ABSTRACT
Interactions between prion protein (PrP) and tau protein have long been discussed, especially in relation to the pathogenesis of neurodegenerative diseases. The presence of tauopathy in the genetic forms of Creutzfeldt-Jakob disease (CJD) brains is not uncommon. Molecular interactions between PrP and tau protein have been demonstrated in animal models; the role is attributed to the structural properties of misfolded isoform of the host-encoded prion protein (PrPSc) aggregates, especially amyloid, which contributes to the phosphorylation of tau protein, which is reflected in the frequent occurrence of tau pathology in inherited prion amyloidoses. The question is the relationship between PrPSc and hippocampal tau pathology without amyloid deposits (i.e. PART and ARTAG) in sporadic CJD (sCJD). The co-occurrence of these two proteinopathies in sCJD brains is quite rare. These pathological entities have been described in only a few cases of sCJD, all of them were older than 70 years. There have been speculations about the possibility of accelerating the course of pre-existing tauopathy or the possibility of accelerating the ageing process in the CJD brains. Here we present the clinical course and neuropathological findings of a patient with sCJD in whom the above mentioned tauopathies PART and ARTAG, considered to be typical for older age, were found as early as 58 years of age. According to the available information, this case represents an unusually early occurrence of age-related tauopathies not only in relation to sCJD, but also in general.
Introduction
Creutzfeldt–Jakob disease (CJD) is one subtype of the human prion diseases, a group of rapidly progressive lethal neurodegenerative diseases affecting humans and animals. They are associated with the accumulation of a misfolded isoform (PrPSc) of the host-encoded prion protein (PrP). Human prion diseases are divided into sporadic, acquired and genetic forms. The sporadic forms, i.e. forms in which the source of infection could not be proven are sporadic CJD (sCJD), sporadic fatal insomnia (sFI) and a rare recently described unit called variably protease-sensitive prionopathy (VPSPr) [Citation1]. The acquired forms are related to exposure to external prions and include kuru, iatrogenic CJD (iCJD) and variant CJD (vCJD). Genetic forms are associated with mutations in the PRNP gene and comprise genetic/familial CJD (gCJD), familial fatal insomnia (FFI) and PrP- amyloidoses, which include Gerstmann-Sträussler-Scheinker disease (GSS), PrP-cerebral amyloid angiopathy (PrP-CAA) and PrP systemic amyloidosis (PrP-SA) [Citation2,Citation3]. All listed clinical units differ in clinical picture, histopathological findings and rate of disease progression. In general, CJD and FI are rapidly progressive neurological syndromes, while the inherited PrP-amyloidoses manifest a slower clinical course and are mainly characterized by amyloid deposition rather than spongiform change in the affected brain tissue [Citation4]. The genotype in codon 129 of the PRNP gene and the type of PrPSc are considered to be the main determinants influencing clinicopathological variability [Citation2].

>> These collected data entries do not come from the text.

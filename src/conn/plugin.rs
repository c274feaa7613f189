//! Plug-in handler traits and the registries that dispatch to them.
//!
//! Methods, queries and triggers are registered under a name plus a tag
//! set; a handler applies to a node when its tag set is a subset of the
//! node's tags. Broadcasts are registered by name only and all run.

use crate::conn::Connection;
use crate::error::VelesError;
use crate::schema::{Operation, Value};
use crate::tracer::Tracer;
use crate::types::NodeID;
use async_trait::async_trait;
use std::collections::{BTreeSet, HashMap};
use std::fmt;
use std::sync::Arc;

/// Identifier handed out on registration, used to unregister
pub type HandlerId = u64;

/// Method handler: an RPC targeted at one node
#[async_trait]
pub trait MethodHandler: Send + Sync {
    async fn run(&self, conn: Arc<dyn Connection>, node: NodeID, params: Value) -> Result<Value, VelesError>;
}

/// Query handler: a pure function of store state, read through the tracer
#[async_trait]
pub trait QueryHandler: Send + Sync {
    async fn get(&self, tracer: &mut Tracer, node: NodeID, params: Value) -> Result<Value, VelesError>;
}

/// Broadcast handler: contributes a list of results to a broadcast
#[async_trait]
pub trait BroadcastHandler: Send + Sync {
    async fn run(&self, conn: Arc<dyn Connection>, params: Value) -> Result<Vec<Value>, VelesError>;
}

/// Trigger handler: turns a pending trigger into operations
///
/// The returned operations are committed together with `finish_trigger`,
/// guarded by every read recorded on the tracer.
#[async_trait]
pub trait TriggerHandler: Send + Sync {
    async fn run(&self, tracer: &mut Tracer, node: NodeID) -> Result<Vec<Operation>, VelesError>;
}

#[derive(Debug, Clone, Copy, PartialEq, Eq, Hash)]
pub enum HandlerKind {
    Method,
    Query,
    Broadcast,
    Trigger,
}

impl fmt::Display for HandlerKind {
    fn fmt(&self, f: &mut fmt::Formatter<'_>) -> fmt::Result {
        let name = match self {
            HandlerKind::Method => "method",
            HandlerKind::Query => "query",
            HandlerKind::Broadcast => "broadcast",
            HandlerKind::Trigger => "trigger",
        };
        f.write_str(name)
    }
}

struct Registered<H: ?Sized> {
    id: HandlerId,
    tags: BTreeSet<String>,
    handler: Arc<H>,
}

/// Registrations under one name, bucketed by their smallest tag
///
/// A handler applies only if its smallest tag is on the node, so a lookup
/// visits the untagged bucket plus one bucket per node tag.
struct NameIndex<H: ?Sized> {
    untagged: Vec<Registered<H>>,
    by_first_tag: HashMap<String, Vec<Registered<H>>>,
}

impl<H: ?Sized> NameIndex<H> {
    fn new() -> Self {
        NameIndex {
            untagged: Vec::new(),
            by_first_tag: HashMap::new(),
        }
    }

    fn entries(&self) -> impl Iterator<Item = &Registered<H>> {
        self.untagged.iter().chain(self.by_first_tag.values().flatten())
    }

    fn candidates<'a>(&'a self, node_tags: &'a BTreeSet<String>) -> impl Iterator<Item = &'a Registered<H>> {
        let tagged = node_tags
            .iter()
            .filter_map(|tag| self.by_first_tag.get(tag.as_str()))
            .flatten();
        self.untagged.iter().chain(tagged)
    }

    fn bucket(&mut self, first: Option<&String>) -> &mut Vec<Registered<H>> {
        match first {
            Some(tag) => self.by_first_tag.entry(tag.clone()).or_default(),
            None => &mut self.untagged,
        }
    }

    fn remove(&mut self, id: HandlerId, first: Option<&str>) {
        match first {
            Some(tag) => {
                if let Some(bucket) = self.by_first_tag.get_mut(tag) {
                    bucket.retain(|e| e.id != id);
                    if bucket.is_empty() {
                        self.by_first_tag.remove(tag);
                    }
                }
            }
            None => self.untagged.retain(|e| e.id != id),
        }
    }

    fn is_empty(&self) -> bool {
        self.untagged.is_empty() && self.by_first_tag.is_empty()
    }
}

/// Handlers of one kind, keyed by name and tag set
pub(crate) struct TaggedRegistry<H: ?Sized> {
    by_name: HashMap<String, NameIndex<H>>,
    /// Handler id to its name and smallest tag
    locations: HashMap<HandlerId, (String, Option<String>)>,
}

impl<H: ?Sized> TaggedRegistry<H> {
    pub fn new() -> Self {
        TaggedRegistry {
            by_name: HashMap::new(),
            locations: HashMap::new(),
        }
    }

    /// Add a handler; nested tag sets under one name are rejected.
    pub fn insert(
        &mut self,
        id: HandlerId,
        name: &str,
        tags: BTreeSet<String>,
        handler: Arc<H>,
    ) -> Result<(), VelesError> {
        let index = self.by_name.entry(name.to_string()).or_insert_with(NameIndex::new);
        if let Some(clash) = index
            .entries()
            .find(|e| e.tags.is_subset(&tags) || tags.is_subset(&e.tags))
        {
            return Err(VelesError::TagsAmbiguous(format!(
                "{} with tags {:?} overlaps handler {} with tags {:?}",
                name, tags, clash.id, clash.tags
            )));
        }
        let first = tags.iter().next().cloned();
        index.bucket(first.as_ref()).push(Registered { id, tags, handler });
        self.locations.insert(id, (name.to_string(), first));
        Ok(())
    }

    /// The single handler applicable to a node with `node_tags`.
    pub fn find(&self, name: &str, node_tags: &BTreeSet<String>) -> Result<Option<Arc<H>>, VelesError> {
        let Some(index) = self.by_name.get(name) else {
            return Ok(None);
        };
        let mut matching = index.candidates(node_tags).filter(|e| e.tags.is_subset(node_tags));
        let Some(first) = matching.next() else {
            return Ok(None);
        };
        if let Some(second) = matching.next() {
            return Err(VelesError::TagsAmbiguous(format!(
                "{}: handlers {} and {} both apply",
                name, first.id, second.id
            )));
        }
        Ok(Some(first.handler.clone()))
    }

    /// Remove a handler, returning the name it was registered under.
    pub fn remove(&mut self, id: HandlerId) -> Option<String> {
        let (name, first) = self.locations.remove(&id)?;
        if let Some(index) = self.by_name.get_mut(&name) {
            index.remove(id, first.as_deref());
            if index.is_empty() {
                self.by_name.remove(&name);
            }
        }
        Some(name)
    }
}

/// Every handler known to a local connection
pub(crate) struct Plugins {
    pub methods: TaggedRegistry<dyn MethodHandler>,
    pub queries: TaggedRegistry<dyn QueryHandler>,
    pub triggers: TaggedRegistry<dyn TriggerHandler>,
    broadcasts: HashMap<String, Vec<(HandlerId, Arc<dyn BroadcastHandler>)>>,
}

impl Plugins {
    pub fn new() -> Self {
        Plugins {
            methods: TaggedRegistry::new(),
            queries: TaggedRegistry::new(),
            triggers: TaggedRegistry::new(),
            broadcasts: HashMap::new(),
        }
    }

    pub fn add_broadcast(&mut self, id: HandlerId, name: &str, handler: Arc<dyn BroadcastHandler>) {
        self.broadcasts
            .entry(name.to_string())
            .or_default()
            .push((id, handler));
    }

    pub fn broadcasts(&self, name: &str) -> Vec<Arc<dyn BroadcastHandler>> {
        self.broadcasts
            .get(name)
            .map(|handlers| handlers.iter().map(|(_, h)| h.clone()).collect())
            .unwrap_or_default()
    }

    pub fn remove(&mut self, id: HandlerId) -> Option<(HandlerKind, String)> {
        if let Some(name) = self.methods.remove(id) {
            return Some((HandlerKind::Method, name));
        }
        if let Some(name) = self.queries.remove(id) {
            return Some((HandlerKind::Query, name));
        }
        if let Some(name) = self.triggers.remove(id) {
            return Some((HandlerKind::Trigger, name));
        }
        let name = self
            .broadcasts
            .iter()
            .find(|(_, handlers)| handlers.iter().any(|(hid, _)| *hid == id))
            .map(|(name, _)| name.clone())?;
        if let Some(handlers) = self.broadcasts.get_mut(&name) {
            handlers.retain(|(hid, _)| *hid != id);
            if handlers.is_empty() {
                self.broadcasts.remove(&name);
            }
        }
        Some((HandlerKind::Broadcast, name))
    }
}
//! Error types
//!
//! `VelesError` is the single error value that crosses every layer boundary,
//! including the wire. Each variant has a stable code string; the protocol
//! serialises errors as `{code, msg}` maps so a client sees exactly the kind
//! the server produced.

use thiserror::Error;

/// Storage backend errors
#[derive(Error, Debug)]
pub enum StorageError {
    #[error("SQLite error: {0}")]
    Sqlite(#[from] rusqlite::Error),

    #[error("IO error: {0}")]
    IoError(#[from] std::io::Error),

    #[error("Database belongs to another application (application_id {0:#x})")]
    ForeignDatabase(i64),

    #[error("Unknown database schema version {0}")]
    UnknownVersion(i64),

    #[error("Corrupt row: {0}")]
    Corrupt(String),

    #[error("Write at {start} is past the end of a {len} byte stream")]
    WritePastEnd { start: u64, len: u64 },
}

/// Errors produced by the store, the connection layer and the protocol
#[derive(Error, Debug, Clone, PartialEq, Eq)]
pub enum VelesError {
    #[error("Object gone: {0}")]
    ObjectGone(String),

    #[error("Object exists: {0}")]
    ObjectExists(String),

    #[error("Parent cycle: {0}")]
    ParentCycle(String),

    #[error("Precondition failed: {0}")]
    PreconditionFailed(String),

    #[error("Write past end: {0}")]
    WritePastEnd(String),

    #[error("Schema error: {0}")]
    Schema(String),

    #[error("Subscription in use: {0}")]
    SubscriptionInUse(String),

    #[error("Unknown subscription: {0}")]
    UnknownSubscription(String),

    #[error("Protocol mismatch: {0}")]
    ProtocolMismatch(String),

    #[error("Authentication error: {0}")]
    Authentication(String),

    #[error("Connection lost: {0}")]
    ConnectionLost(String),

    #[error("Tags ambiguous: {0}")]
    TagsAmbiguous(String),

    #[error("Method not found: {0}")]
    MethodNotFound(String),

    #[error("Query not found: {0}")]
    QueryNotFound(String),

    #[error("Broadcast not found: {0}")]
    BroadcastNotFound(String),

    #[error("Handler error: {0}")]
    Handler(String),

    #[error("Storage error: {0}")]
    Storage(String),

    #[error("Configuration error: {0}")]
    ConfigError(String),

    #[error("Unsupported: {0}")]
    Unsupported(String),
}

impl VelesError {
    /// Stable wire code of this error kind.
    pub fn code(&self) -> &'static str {
        match self {
            VelesError::ObjectGone(_) => "object_gone",
            VelesError::ObjectExists(_) => "object_exists",
            VelesError::ParentCycle(_) => "parent_cycle",
            VelesError::PreconditionFailed(_) => "precondition_failed",
            VelesError::WritePastEnd(_) => "write_past_end",
            VelesError::Schema(_) => "schema_error",
            VelesError::SubscriptionInUse(_) => "subscription_in_use",
            VelesError::UnknownSubscription(_) => "unknown_subscription",
            VelesError::ProtocolMismatch(_) => "protocol_mismatch",
            VelesError::Authentication(_) => "authentication_error",
            VelesError::ConnectionLost(_) => "connection_lost",
            VelesError::TagsAmbiguous(_) => "tags_ambiguous",
            VelesError::MethodNotFound(_) => "method_not_found",
            VelesError::QueryNotFound(_) => "query_not_found",
            VelesError::BroadcastNotFound(_) => "broadcast_not_found",
            VelesError::Handler(_) => "handler_error",
            VelesError::Storage(_) => "storage_error",
            VelesError::ConfigError(_) => "config_error",
            VelesError::Unsupported(_) => "unsupported",
        }
    }

    /// Human readable message without the kind prefix.
    pub fn message(&self) -> &str {
        match self {
            VelesError::ObjectGone(m)
            | VelesError::ObjectExists(m)
            | VelesError::ParentCycle(m)
            | VelesError::PreconditionFailed(m)
            | VelesError::WritePastEnd(m)
            | VelesError::Schema(m)
            | VelesError::SubscriptionInUse(m)
            | VelesError::UnknownSubscription(m)
            | VelesError::ProtocolMismatch(m)
            | VelesError::Authentication(m)
            | VelesError::ConnectionLost(m)
            | VelesError::TagsAmbiguous(m)
            | VelesError::MethodNotFound(m)
            | VelesError::QueryNotFound(m)
            | VelesError::BroadcastNotFound(m)
            | VelesError::Handler(m)
            | VelesError::Storage(m)
            | VelesError::ConfigError(m)
            | VelesError::Unsupported(m) => m,
        }
    }

    /// Rebuild an error from its wire form.
    ///
    /// Unknown codes become `Handler` errors so plug-ins can raise their own
    /// kinds without breaking older peers.
    pub fn from_code(code: &str, msg: String) -> Self {
        match code {
            "object_gone" => VelesError::ObjectGone(msg),
            "object_exists" => VelesError::ObjectExists(msg),
            "parent_cycle" => VelesError::ParentCycle(msg),
            "precondition_failed" => VelesError::PreconditionFailed(msg),
            "write_past_end" => VelesError::WritePastEnd(msg),
            "schema_error" => VelesError::Schema(msg),
            "subscription_in_use" => VelesError::SubscriptionInUse(msg),
            "unknown_subscription" => VelesError::UnknownSubscription(msg),
            "protocol_mismatch" => VelesError::ProtocolMismatch(msg),
            "authentication_error" => VelesError::Authentication(msg),
            "connection_lost" => VelesError::ConnectionLost(msg),
            "tags_ambiguous" => VelesError::TagsAmbiguous(msg),
            "method_not_found" => VelesError::MethodNotFound(msg),
            "query_not_found" => VelesError::QueryNotFound(msg),
            "broadcast_not_found" => VelesError::BroadcastNotFound(msg),
            "handler_error" => VelesError::Handler(msg),
            "storage_error" => VelesError::Storage(msg),
            "config_error" => VelesError::ConfigError(msg),
            "unsupported" => VelesError::Unsupported(msg),
            other => VelesError::Handler(format!("{}: {}", other, msg)),
        }
    }

    pub fn schema(msg: impl Into<String>) -> Self {
        VelesError::Schema(msg.into())
    }

    pub fn gone(what: impl std::fmt::Display) -> Self {
        VelesError::ObjectGone(what.to_string())
    }
}

impl From<StorageError> for VelesError {
    fn from(err: StorageError) -> Self {
        match err {
            StorageError::WritePastEnd { .. } => VelesError::WritePastEnd(err.to_string()),
            other => VelesError::Storage(other.to_string()),
        }
    }
}

impl From<rusqlite::Error> for VelesError {
    fn from(err: rusqlite::Error) -> Self {
        VelesError::Storage(err.to_string())
    }
}

impl From<std::io::Error> for VelesError {
    fn from(err: std::io::Error) -> Self {
        VelesError::ConnectionLost(err.to_string())
    }
}

impl From<config::ConfigError> for VelesError {
    fn from(err: config::ConfigError) -> Self {
        VelesError::ConfigError(err.to_string())
    }
}

#[cfg(test)]
mod tests {
    use super::*;

    #[test]
    fn test_codes_round_trip() {
        let errors = vec![
            VelesError::ObjectGone("a".into()),
            VelesError::ParentCycle("b".into()),
            VelesError::WritePastEnd("c".into()),
            VelesError::SubscriptionInUse("d".into()),
            VelesError::Authentication("e".into()),
        ];
        for err in errors {
            let back = VelesError::from_code(err.code(), err.message().to_string());
            assert_eq!(back, err);
        }
    }

    #[test]
    fn test_unknown_code_becomes_handler_error() {
        let err = VelesError::from_code("bmp_broken", "bad header".to_string());
        assert_eq!(err.code(), "handler_error");
        assert!(err.message().contains("bmp_broken"));
    }
}
//! Protocol client
//!
//! [`Client`] speaks the wire protocol to a Veles server and implements
//! [`Connection`], so code written against a local connection runs
//! unchanged over the network. Handlers registered on a client are hosted
//! here: the server forwards `plugin_*` dispatch messages and the client
//! answers them using the same correlation id.

use crate::conn::{
    BroadcastHandler, Connection, HandlerId, MethodHandler, QueryHandler, Subscription, TriggerHandler,
};
use crate::error::VelesError;
use crate::proto::pending::{wait, Pending};
use crate::proto::{read_message, write_message, Endpoint, Message, VelesUrl, DEFAULT_MAX_FRAME_SIZE, KEY_SIZE, PROTO_VERSION};
use crate::schema::{Check, ConnectionInfo, NewNode, Node, Operation, PosFilter, Value};
use crate::tracer::Tracer;
use crate::tracker::{Delivery, Event, QueryOutcome};
use crate::types::NodeID;
use async_trait::async_trait;
use bytes::Bytes;
use num_bigint::BigInt;
use parking_lot::Mutex;
use std::collections::{BTreeSet, HashMap};
use std::sync::atomic::{AtomicBool, AtomicU64, Ordering};
use std::sync::{Arc, Weak};
use tokio::io::{AsyncRead, AsyncWrite, AsyncWriteExt};
use tokio::sync::{mpsc, oneshot};
use tracing::{debug, info, warn};

/// Receiver of replies for one qid
enum Slot {
    Once(oneshot::Sender<Message>),
    Sub(mpsc::UnboundedSender<Delivery>),
}

#[derive(Clone)]
enum LocalHandler {
    Method(Arc<dyn MethodHandler>),
    Query(Arc<dyn QueryHandler>),
    Broadcast(Arc<dyn BroadcastHandler>),
    Trigger(Arc<dyn TriggerHandler>),
}

fn lost(why: &str) -> VelesError {
    VelesError::ConnectionLost(why.to_string())
}

fn unexpected(msg: &Message) -> VelesError {
    VelesError::schema(format!("unexpected {} reply", msg.object_type()))
}

/// Subscription event carried by a qid-tagged reply.
fn message_event(msg: Message) -> Option<Event> {
    let event = match msg {
        Message::GetReply { obj, .. } => Event::Node(obj),
        Message::GetDataReply { data, .. } => Event::Data(data),
        Message::GetBindataReply { data, .. } => Event::Bindata(data),
        Message::GetListReply { objs, gone, .. } => Event::List { changed: objs, gone },
        Message::GetQueryReply { result, checks, .. } => Event::Query { result, checks },
        Message::QueryError {
            err,
            checks,
            terminal,
            ..
        } => {
            if terminal {
                Event::Error(err)
            } else {
                Event::QueryError { err, checks }
            }
        }
        Message::ConnectionsReply { connections, .. } => Event::Connections(connections),
        Message::SubscriptionCancelled { .. } => Event::Cancelled,
        _ => return None,
    };
    Some(event)
}

fn reply_qid(msg: &Message) -> Option<u64> {
    match msg {
        Message::GetReply { qid, .. }
        | Message::GetDataReply { qid, .. }
        | Message::GetBindataReply { qid, .. }
        | Message::GetListReply { qid, .. }
        | Message::GetQueryReply { qid, .. }
        | Message::QueryError { qid, .. }
        | Message::ConnectionsReply { qid, .. }
        | Message::SubscriptionCancelled { qid } => Some(*qid),
        _ => None,
    }
}

pub struct Client {
    me: Weak<Client>,
    out: mpsc::UnboundedSender<Message>,
    next_id: AtomicU64,
    closed: AtomicBool,
    requests: Pending<Result<(), VelesError>>,
    methods: Pending<Result<Value, VelesError>>,
    broadcasts: Pending<Result<Vec<Value>, VelesError>>,
    registrations: Pending<Result<(), VelesError>>,
    queries: Mutex<HashMap<u64, Slot>>,
    handlers: Mutex<HashMap<u64, LocalHandler>>,
    server_version: String,
}
//! Checks: captured reads, replayable against live state.
//!
//! A check names a subject node and the value that was observed. The tracker
//! uses them as transaction preconditions and as query-cache dependencies.

use crate::schema::node::PosFilter;
use crate::schema::value::Value;
use crate::types::{NodeID, TriggerState};
use bytes::Bytes;
use num_bigint::BigInt;
use std::collections::{BTreeSet, HashSet};

crate::tagged_enum! {
    /// Closed set of precondition kinds
    #[derive(Debug, Clone, PartialEq)]
    pub enum Check {
        /// Node does not exist
        Gone = "gone" { node: NodeID },
        Parent = "parent" { node: NodeID, parent: NodeID },
        Pos = "pos" { node: NodeID, pos_start: Option<BigInt>, pos_end: Option<BigInt> },
        Tags = "tags" { node: NodeID, tags: BTreeSet<String> },
        Tag = "tag" { node: NodeID, tag: String, present: bool },
        /// `data` of `None` means the key is absent
        Attr = "attr" { node: NodeID, key: String, data: Option<Value> },
        Data = "data" { node: NodeID, key: String, data: Option<Value> },
        BindataSize = "bindata_size" { node: NodeID, key: String, size: u64 },
        Bindata = "bindata" { node: NodeID, key: String, start: u64, end: Option<u64>, data: Bytes },
        Trigger = "trigger" { node: NodeID, key: String, state: Option<TriggerState> },
        /// Exact id set of `parent`'s children matching `tags` and `pos_filter`
        List = "list" { parent: NodeID, tags: BTreeSet<String>, pos_filter: PosFilter, nodes: BTreeSet<NodeID> },
    }
}

impl Check {
    /// Node whose state this check observes; for list checks, the parent.
    pub fn subject(&self) -> NodeID {
        match self {
            Check::Gone { node }
            | Check::Parent { node, .. }
            | Check::Pos { node, .. }
            | Check::Tags { node, .. }
            | Check::Tag { node, .. }
            | Check::Attr { node, .. }
            | Check::Data { node, .. }
            | Check::BindataSize { node, .. }
            | Check::Bindata { node, .. }
            | Check::Trigger { node, .. } => *node,
            Check::List { parent, .. } => *parent,
        }
    }

    pub fn is_list(&self) -> bool {
        matches!(self, Check::List { .. })
    }
}

/// Nodes touched by a set of checks, split by how a change reaches them.
pub fn check_subjects(checks: &[Check]) -> (HashSet<NodeID>, HashSet<NodeID>) {
    let mut nodes = HashSet::new();
    let mut lists = HashSet::new();
    for check in checks {
        if check.is_list() {
            lists.insert(check.subject());
        } else {
            nodes.insert(check.subject());
        }
    }
    (nodes, lists)
}

#[cfg(test)]
mod tests {
    use super::*;
    use crate::schema::fields::{FromValue, IntoValue};

    #[test]
    fn test_check_tag_names() {
        let id = NodeID::random();
        assert_eq!(Check::Gone { node: id }.object_type(), "gone");
        let check = Check::BindataSize { node: id, key: "code".into(), size: 3 };
        assert_eq!(check.object_type(), "bindata_size");
        assert_eq!(check.subject(), id);
    }

    #[test]
    fn test_list_check_wire_form() {
        let parent = NodeID::random();
        let check = Check::List {
            parent,
            tags: ["chunk".to_string()].into_iter().collect(),
            pos_filter: PosFilter::intersecting(BigInt::from(0), BigInt::from(8)),
            nodes: [NodeID::random()].into_iter().collect(),
        };
        let back = Check::from_value(check.clone().into_value()).unwrap();
        assert_eq!(back, check);
        let (nodes, lists) = check_subjects(&[check]);
        assert!(nodes.is_empty());
        assert!(lists.contains(&parent));
    }
}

Sporadic CJD (sCJD) is characterized by widespread brain deposition of PrPSc leading to spongiform change, microglial activation, synaptic and neuronal loss, and astrocytic gliosis of variable severity and regional distribution; PrP-amyloid plaques occur in about 10% of cases [Citation5]. The clinical picture is characterized by various combinations of rapidly progressing dementia, visual or cerebellar disturbance, extrapyramidal or pyramidal dysfunction, myoclonus and in later stages, akinetic mutism. According to the current classification, six main clinicopathological phenotypes correlating with genotypes (methionine, M or valin,V) at codon 129 of the PRNP gene and with two forms of PrPSc (types 1 and 2) on Western blot are distinguished within sCJD [Citation3]. Specifically, each phenotype variant results from a specific codon 129 genotype/PrPSc combination, which in fact predetermines the morphology (fine vs. coarse) and anatomical distribution (neocortex, basal ganglia, thalamus, cerebellum) of PrPSc immunodeposities and thus the clinical phenotype and duration of the disease [Citation2]. In addition to prion protein, several cases of concomitant neurodegenerative proteinopathy have been reported in sCJD, including AD, LBD, AGD or PSP. In some cases, combinations of AD+LBD+AGD or PSP+AD+AGD have been found [Citation6]. Interestingly, the existence of more than one major neurodegenerative -associated protein was significantly associated with better survival in sCJD [Citation6].
Although some forms of human prion diseases, specifically GSS, have long been classified as so-called secondary tauopathies [Citation4], concomitant tauopathy in cases of sCJD is rather rare [Citation7]. Primary age related tauopathy (PART) and age-related tau astrogliopathy (ARTAG) are considered age-related tauopathies. PART designates cases with NFTs in the medial temporal lobe without significant concomitant Aβ depositions [Citation8]. ARTAG is characterized by astrocytic tau immunoreactivity such as thorn-shaped astrocytes (TSA) or granular–fuzzy astrocytes (GFA) detectable in various anatomical regions in subpial, subependymal, perivascular and grey or white matter predominant localizations [Citation9]. Both PART and ARTAG are so far only pathological units, described mainly in ageing brains, mostly in cases older than 75 years. They have also been reported in a few cases in association with sCJD, but also in individuals over 70 years of age [Citation7]. It has been discussed whether these are independent processes, a coincidental co-occurrence, or whether there may be some association. There have been speculations about the possibility of accelerating the course of pre-existing tauopathy or the possibility of accelerating the ageing process in the CJD brains [Citation7].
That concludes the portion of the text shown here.